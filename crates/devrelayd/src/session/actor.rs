//! Session actor: owns one device's state and its upstream process.

use std::collections::HashMap;
use std::path::PathBuf;
use std::time::Duration;

use chrono::{DateTime, Utc};
use tokio::sync::mpsc;
use tracing::{debug, info, warn};

use devrelay_core::{DeviceId, RingBuffer};
use devrelay_protocol::{codes, ServerMessage};

use super::mirror::Mirror;
use super::scheduler::BatchScheduler;
use super::{SessionCommand, SessionEndReason, SessionEnded, SessionNotice, SessionStats};
use crate::fanout::{ConsumerHandle, ConsumerId, Delivery, Frame};
use crate::upstream::{ExitReason, UpstreamEvent, UpstreamProcess};

/// Everything a session actor starts with.
pub(super) struct SessionParts {
    pub device_id: DeviceId,
    pub generation: u64,
    pub started_at: DateTime<Utc>,
    pub ring_capacity: usize,
    pub batch_interval: Duration,
    pub mirror_path: Option<PathBuf>,
    pub upstream: UpstreamProcess,
    pub events: mpsc::Receiver<UpstreamEvent>,
    pub commands: mpsc::UnboundedReceiver<SessionCommand>,
    pub notices: mpsc::UnboundedSender<SessionNotice>,
}

pub(super) struct SessionActor {
    device_id: DeviceId,
    generation: u64,
    started_at: DateTime<Utc>,

    ring: RingBuffer<String>,
    pending: Vec<String>,
    consumers: HashMap<ConsumerId, ConsumerHandle>,
    scheduler: BatchScheduler,

    mirror_path: Option<PathBuf>,
    mirror: Option<Mirror>,

    upstream: UpstreamProcess,
    events: mpsc::Receiver<UpstreamEvent>,
    commands: mpsc::UnboundedReceiver<SessionCommand>,
    notices: mpsc::UnboundedSender<SessionNotice>,

    stop_requested: bool,
    batches_sent: u64,
    deliveries_dropped: u64,
}
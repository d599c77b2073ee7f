//! Registry actor - owns the device → session map and processes commands.
//!
//! The RegistryActor is the single owner of session lookup state. It receives
//! commands via an mpsc channel, hears about finished sessions on a second
//! channel, and publishes lifecycle events via broadcast.
//!
//! # Panic-Free Guarantees
//!
//! This module follows the workspace panic-free policy:
//! - No `.unwrap()`, `.expect()`, `panic!()`, `unreachable!()`, `todo!()`
//! - All fallible operations use `?`, pattern matching, or `unwrap_or`
//! - Channel send failures are logged but don't panic

use std::collections::{HashMap, HashSet};

use tokio::sync::{broadcast, mpsc};
use tracing::{debug, info, warn};

use devrelay_core::{DeviceId, RelayConfig};
use devrelay_protocol::DeviceSummary;

use super::commands::{AttachOutcome, RegistryCommand, RegistryError, RegistryEvent};
use crate::fanout::{ConsumerHandle, ConsumerId};
use crate::session::{spawn_session, SessionEnded, SessionHandle, SessionNotice};

/// One live device session as seen by the registry.
struct Entry {
    handle: SessionHandle,
    consumers: HashSet<ConsumerId>,
}

/// The registry actor.
///
/// Processes commands sequentially, so looking up a device, creating its
/// session and registering the consumer happen as one step.
///
/// # Ownership
///
/// The actor owns:
/// - `entries`: device id → session handle and attached consumer ids
/// - `next_generation`: counter tagging each spawned session
///
/// A session reports pruned consumers and its own end through `notice_rx`.
/// Both are applied only if the entry's generation still matches, so a late
/// report from an old session never touches a newer one for the same device.
pub struct RegistryActor {
    config: RelayConfig,

    /// Command receiver
    receiver: mpsc::Receiver<RegistryCommand>,

    /// Session notifications; `notice_tx` is handed to every session
    notice_rx: mpsc::UnboundedReceiver<SessionNotice>,
    notice_tx: mpsc::UnboundedSender<SessionNotice>,

    entries: HashMap<DeviceId, Entry>,
    next_generation: u64,
    shutting_down: bool,

    /// Event publisher for lifecycle observers
    event_publisher: broadcast::Sender<RegistryEvent>,
}

impl RegistryActor {
    /// Creates a new registry actor.
    pub fn new(
        config: RelayConfig,
        receiver: mpsc::Receiver<RegistryCommand>,
        event_publisher: broadcast::Sender<RegistryEvent>,
    ) -> Self {
        let (notice_tx, notice_rx) = mpsc::unbounded_channel();
        Self {
            config,
            receiver,
            notice_rx,
            notice_tx,
            entries: HashMap::new(),
            next_generation: 0,
            shutting_down: false,
            event_publisher,
        }
    }

    /// Runs the actor event loop.
    ///
    /// Processes commands until the channel closes (all handles dropped),
    /// then stops whatever sessions remain.
    pub async fn run(mut self) {
        info!(max_sessions = self.config.max_sessions, "Registry actor starting");

        loop {
            tokio::select! {
                cmd = self.receiver.recv() => match cmd {
                    Some(cmd) => self.handle_command(cmd),
                    None => break,
                },
                Some(notice) = self.notice_rx.recv() => match notice {
                    SessionNotice::ConsumerClosed {
                        device_id,
                        generation,
                        consumer_id,
                    } => self.handle_consumer_closed(&device_id, generation, consumer_id),
                    SessionNotice::Ended(ended) => self.handle_session_ended(ended),
                },
            }
        }

        let stopped = self.stop_all();
        info!(sessions = stopped, "Registry actor stopped");
    }

    /// Dispatches a command to the appropriate handler.
    fn handle_command(&mut self, cmd: RegistryCommand) {
        match cmd {
            RegistryCommand::Attach {
                device_id,
                consumer,
                respond_to,
            } => {
                let result = self.handle_attach(device_id, consumer);
                // Ignore send error - client may have dropped the receiver
                let _ = respond_to.send(result);
            }
            RegistryCommand::Detach {
                device_id,
                consumer_id,
                respond_to,
            } => {
                let result = self.handle_detach(&device_id, consumer_id);
                let _ = respond_to.send(result);
            }
            RegistryCommand::ListDevices { respond_to } => {
                let _ = respond_to.send(self.handle_list_devices());
            }
            RegistryCommand::IsActive {
                device_id,
                respond_to,
            } => {
                let _ = respond_to.send(self.entries.contains_key(&device_id));
            }
            RegistryCommand::GetSession {
                device_id,
                respond_to,
            } => {
                let handle = self.entries.get(&device_id).map(|e| e.handle.clone());
                let _ = respond_to.send(handle);
            }
            RegistryCommand::Shutdown { respond_to } => {
                self.shutting_down = true;
                let stopped = self.stop_all();
                info!(sessions = stopped, "Registry shut down");
                let _ = respond_to.send(stopped);
            }
        }
    }

    // ========================================================================
    // Command Handlers
    // ========================================================================

    fn handle_attach(
        &mut self,
        device_id: DeviceId,
        consumer: ConsumerHandle,
    ) -> Result<AttachOutcome, RegistryError> {
        if self.shutting_down {
            return Err(RegistryError::ShuttingDown);
        }

        let consumer_id = consumer.id();

        if let Some(entry) = self.entries.get_mut(&device_id) {
            if entry.handle.add_consumer(consumer.clone()) {
                entry.consumers.insert(consumer_id);
                let pid = entry.handle.pid();
                debug!(
                    device_id = %device_id,
                    consumer_id,
                    consumers = entry.consumers.len(),
                    "Consumer joined existing session"
                );
                self.publish(RegistryEvent::ConsumerAttached {
                    device_id,
                    consumer_id,
                });
                return Ok(AttachOutcome { created: false, pid });
            }

            // The session is finishing; its end report will be stale
            debug!(device_id = %device_id, "Replacing finished session");
            self.entries.remove(&device_id);
        }

        if self.entries.len() >= self.config.max_sessions {
            warn!(
                device_id = %device_id,
                current = self.entries.len(),
                max = self.config.max_sessions,
                "Registry is full, rejecting attach"
            );
            return Err(RegistryError::RegistryFull {
                max: self.config.max_sessions,
            });
        }

        self.next_generation += 1;
        let generation = self.next_generation;

        let handle = spawn_session(
            device_id.clone(),
            generation,
            &self.config,
            self.notice_tx.clone(),
        )
        .map_err(|e| {
            warn!(device_id = %device_id, error = %e, "Failed to start session");
            RegistryError::SpawnFailed {
                device_id: device_id.clone(),
                reason: e.to_string(),
            }
        })?;

        if !handle.add_consumer(consumer) {
            // Cannot happen for a task that has not run yet
            warn!(device_id = %device_id, "New session refused its first consumer");
        }

        let pid = handle.pid();
        let mut consumers = HashSet::new();
        consumers.insert(consumer_id);
        self.entries
            .insert(device_id.clone(), Entry { handle, consumers });

        info!(
            device_id = %device_id,
            generation,
            pid = ?pid,
            sessions = self.entries.len(),
            "Session created"
        );

        self.publish(RegistryEvent::SessionStarted {
            device_id: device_id.clone(),
            pid,
        });
        self.publish(RegistryEvent::ConsumerAttached {
            device_id,
            consumer_id,
        });

        Ok(AttachOutcome { created: true, pid })
    }

    fn handle_detach(&mut self, device_id: &DeviceId, consumer_id: ConsumerId) -> bool {
        let Some(entry) = self.entries.get_mut(device_id) else {
            return false;
        };

        if !entry.consumers.remove(&consumer_id) {
            return false;
        }

        entry.handle.remove_consumer(consumer_id);
        self.release_consumer(device_id, consumer_id);
        true
    }

    /// A session pruned a consumer whose connection went away without detaching.
    fn handle_consumer_closed(
        &mut self,
        device_id: &DeviceId,
        generation: u64,
        consumer_id: ConsumerId,
    ) {
        let removed = self.entries.get_mut(device_id).is_some_and(|entry| {
            entry.handle.generation() == generation && entry.consumers.remove(&consumer_id)
        });

        if removed {
            debug!(device_id = %device_id, consumer_id, "Consumer closed without detach");
            self.release_consumer(device_id, consumer_id);
        }
    }

    /// Publishes the detach of a consumer already taken out of its entry, and
    /// stops the session if it was the last one.
    fn release_consumer(&mut self, device_id: &DeviceId, consumer_id: ConsumerId) {
        let remaining = self
            .entries
            .get(device_id)
            .map_or(0, |entry| entry.consumers.len());

        if remaining == 0 {
            if let Some(entry) = self.entries.remove(device_id) {
                entry.handle.stop();
            }
            info!(device_id = %device_id, "Last consumer detached, stopping session");
        } else {
            debug!(device_id = %device_id, consumer_id, remaining, "Consumer detached");
        }

        self.publish(RegistryEvent::ConsumerDetached {
            device_id: device_id.clone(),
            consumer_id,
        });
    }

    fn handle_list_devices(&self) -> Vec<DeviceSummary> {
        let mut devices: Vec<DeviceSummary> = self
            .entries
            .iter()
            .map(|(device_id, entry)| DeviceSummary {
                device_id: device_id.clone(),
                consumers: entry.consumers.len(),
                pid: entry.handle.pid(),
                started_at: entry.handle.started_at(),
            })
            .collect();
        devices.sort_by(|a, b| a.device_id.cmp(&b.device_id));
        devices
    }

    fn handle_session_ended(&mut self, ended: SessionEnded) {
        let current = self
            .entries
            .get(&ended.device_id)
            .is_some_and(|entry| entry.handle.generation() == ended.generation);

        if current {
            self.entries.remove(&ended.device_id);
            info!(
                device_id = %ended.device_id,
                reason = %ended.reason,
                sessions = self.entries.len(),
                "Session removed after upstream exit"
            );
        } else {
            debug!(
                device_id = %ended.device_id,
                generation = ended.generation,
                "Ignoring end of an unregistered session"
            );
        }

        self.publish(RegistryEvent::SessionEnded {
            device_id: ended.device_id,
            reason: ended.reason,
        });
    }

    /// Stops every session and clears the map.
    fn stop_all(&mut self) -> usize {
        let count = self.entries.len();
        for (device_id, entry) in self.entries.drain() {
            debug!(device_id = %device_id, "Stopping session");
            entry.handle.stop();
        }
        count
    }

    fn publish(&self, event: RegistryEvent) {
        // No subscribers is fine
        let _ = self.event_publisher.send(event);
    }
}
//! Daemon connection client for devrelay viewers.
//!
//! This module provides the `RelayClient` which handles:
//! - Connection to the daemon via Unix socket, with exponential backoff
//! - The protocol handshake
//! - Request/reply helpers (`attach`, `list_devices`, `ping`)
//! - Tailing an attached device into a [`View`]
//!
//! **Panic-Free Policy:** This module follows the workspace panic-free policy.
//! No `.unwrap()`, `.expect()`, `panic!()`, `unreachable!()`, or `todo!()`.

use std::path::PathBuf;
use std::time::{Duration, Instant};

use tokio::io::{AsyncBufReadExt, AsyncWriteExt, BufReader};
use tokio::net::unix::{OwnedReadHalf, OwnedWriteHalf};
use tokio::net::UnixStream;
use tokio::sync::mpsc;
use tokio::time::sleep;
use tokio_util::sync::CancellationToken;
use tracing::{debug, info, warn};

use devrelay_core::{DeviceId, DEFAULT_SOCKET_PATH};
use devrelay_protocol::{codes, ClientMessage, DeviceSummary, ProtocolVersion, ServerMessage};

use crate::error::{ClientError, Result};
use crate::view::{View, ViewEvent};

// ============================================================================
// Configuration
// ============================================================================

/// Configuration for the viewer client.
///
/// # Example
///
/// ```rust
/// use devrelay_client::client::ClientConfig;
/// use std::time::Duration;
///
/// let config = ClientConfig {
///     socket_path: std::path::PathBuf::from("/tmp/my-relay.sock"),
///     retry_initial_delay: Duration::from_millis(200),
///     ..Default::default()
/// };
/// ```
#[derive(Debug, Clone)]
pub struct ClientConfig {
    /// Path to the Unix socket where the daemon listens.
    pub socket_path: PathBuf,

    /// Identifier announced in the handshake; the daemon assigns one if unset.
    pub client_id: Option<String>,

    /// Initial delay before first retry after connection failure.
    pub retry_initial_delay: Duration,

    /// Maximum delay between retry attempts.
    pub retry_max_delay: Duration,

    /// Multiplier for exponential backoff (e.g., 2.0 doubles delay each retry).
    pub retry_multiplier: f64,

    /// Give up after this many attempts; `None` retries until cancelled.
    pub max_attempts: Option<u32>,
}

impl Default for ClientConfig {
    fn default() -> Self {
        Self {
            socket_path: PathBuf::from(DEFAULT_SOCKET_PATH),
            client_id: None,
            retry_initial_delay: Duration::from_millis(250),
            retry_max_delay: Duration::from_secs(5),
            retry_multiplier: 2.0,
            max_attempts: Some(5),
        }
    }
}

// ============================================================================
// Tail Types
// ============================================================================

/// Requests a viewer can make while tailing.
#[derive(Debug, Clone, Copy, PartialEq, Eq)]
pub enum TailCommand {
    /// Reset this viewer's view
    Clear,
    /// Stop tailing and leave the device
    Detach,
}

/// Why [`RelayClient::tail`] returned.
#[derive(Debug, Clone, PartialEq, Eq)]
pub enum TailEnd {
    /// The device session ended with this reason.
    Stopped(String),
    /// The viewer asked to detach.
    Detached,
    /// The daemon closed the connection.
    Disconnected,
    /// The cancellation token fired.
    Cancelled,
}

_TASK OBJECTIVE_
Extract from the data every line where "until" shows up.

_TASK RESULT_
    /// Processes commands until the channel closes (all handles dropped),
    /// Give up after this many attempts; `None` retries until cancelled.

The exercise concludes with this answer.